TASK STATEMENT –
If a line of the records contains the word "endpoint", list it.

Stored items:
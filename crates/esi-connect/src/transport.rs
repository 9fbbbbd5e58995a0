//! HttpTransport: RemoteTransport implementation over reqwest

use async_trait::async_trait;
use esi_core_interface::{RemoteTransport, Result};
use reqwest::{Client, Response};
use serde_json::Value;
use std::time::Duration;
use tracing::{debug, trace};

use crate::error::ConnectError;

/// Host FwESI binds its remote-control server to
pub const DEFAULT_HOST: &str = "http://127.0.0.1";

/// Port FwESI listens on unless reconfigured
pub const DEFAULT_PORT: u16 = 2132;

/// Connection settings for a FwESI instance
#[derive(Debug, Clone, PartialEq)]
pub struct ConnectConfig {
    /// Host with or without scheme (`127.0.0.1` becomes `http://127.0.0.1`)
    pub host: String,

    /// TCP port of the remote-control server
    pub port: u16,

    /// Per-request timeout
    pub timeout: Duration,

    /// User-Agent header sent with every request
    pub user_agent: String,
}

impl Default for ConnectConfig {
    fn default() -> Self {
        Self {
            host: DEFAULT_HOST.to_string(),
            port: DEFAULT_PORT,
            timeout: Duration::from_secs(10),
            user_agent: format!("esi-connect/{}", env!("CARGO_PKG_VERSION")),
        }
    }
}

impl ConnectConfig {
    /// Base URL without the `/api` suffix, e.g. `http://127.0.0.1:2132`
    pub fn base_url(&self) -> std::result::Result<String, ConnectError> {
        let host = self.host.trim().trim_end_matches('/');
        if host.is_empty() {
            return Err(ConnectError::InvalidAddress(self.host.clone()));
        }

        let host = if host.contains("://") {
            host.to_string()
        } else {
            format!("http://{}", host)
        };

        Ok(format!("{}:{}", host, self.port))
    }
}

/// JSON-over-HTTP transport to a FwESI remote-control server.
///
/// Cheap to clone: `reqwest::Client` shares its connection pool internally.
///
/// # Example
///
/// ```rust,no_run
/// use esi_connect::{ConnectConfig, HttpTransport};
/// use esi_core_interface::{routes, RemoteTransport};
///
/// # async fn example() -> anyhow::Result<()> {
/// let config = ConnectConfig {
///     host: "192.168.0.20".to_string(),
///     ..Default::default()
/// };
/// let transport = HttpTransport::new(&config)?;
/// let saves = transport.get(routes::SAVE_FILES).await?;
/// # Ok(())
/// # }
/// ```
#[derive(Clone, Debug)]
pub struct HttpTransport {
    client: Client,
    base_url: String,
}

impl HttpTransport {
    /// Build a transport with its own HTTP client
    pub fn new(config: &ConnectConfig) -> std::result::Result<Self, ConnectError> {
        let client = Client::builder()
            .timeout(config.timeout)
            .user_agent(&config.user_agent)
            .build()
            .map_err(|e| ConnectError::ClientBuild(e.to_string()))?;

        Self::with_client(client, config)
    }

    /// Build a transport around a caller-supplied client (proxies, custom TLS, shared pools)
    pub fn with_client(
        client: Client,
        config: &ConnectConfig,
    ) -> std::result::Result<Self, ConnectError> {
        let base_url = config.base_url()?;
        debug!("FwESI remote endpoint: {}", base_url);
        Ok(Self { client, base_url })
    }

    /// Full URL for an API path
    pub fn url(&self, path: &str) -> String {
        format!("{}/api/{}", self.base_url, path.trim_start_matches('/'))
    }

    async fn decode(url: &str, response: Response) -> std::result::Result<Value, ConnectError> {
        let status = response.status();
        if !status.is_success() {
            return Err(ConnectError::Status {
                url: url.to_string(),
                status: status.as_u16(),
            });
        }

        let bytes = response.bytes().await.map_err(|source| ConnectError::Request {
            url: url.to_string(),
            source,
        })?;

        serde_json::from_slice(&bytes).map_err(|e| ConnectError::Decode {
            url: url.to_string(),
            reason: e.to_string(),
        })
    }
}

#[async_trait]
impl RemoteTransport for HttpTransport {
    async fn get(&self, path: &str) -> Result<Value> {
        let url = self.url(path);
        debug!("GET {}", url);

        let result = async {
            let response = self
                .client
                .get(&url)
                .send()
                .await
                .map_err(|source| ConnectError::Request {
                    url: url.clone(),
                    source,
                })?;
            Self::decode(&url, response).await
        }
        .await;

        let body = result.map_err(|e| e.into_transport(path))?;
        trace!("GET {} -> {}", url, body);
        Ok(body)
    }

    async fn put(&self, path: &str, body: &Value) -> Result<Value> {
        let url = self.url(path);
        debug!("PUT {} {}", url, body);

        let result = async {
            let response = self
                .client
                .put(&url)
                .json(body)
                .send()
                .await
                .map_err(|source| ConnectError::Request {
                    url: url.clone(),
                    source,
                })?;
            Self::decode(&url, response).await
        }
        .await;

        let answer = result.map_err(|e| e.into_transport(path))?;
        trace!("PUT {} -> {}", url, answer);
        Ok(answer)
    }

    fn endpoint(&self) -> String {
        self.base_url.clone()
    }
}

WORKED SOLUTION –
        debug!("FwESI remote endpoint: {}", base_url);
    fn endpoint(&self) -> String {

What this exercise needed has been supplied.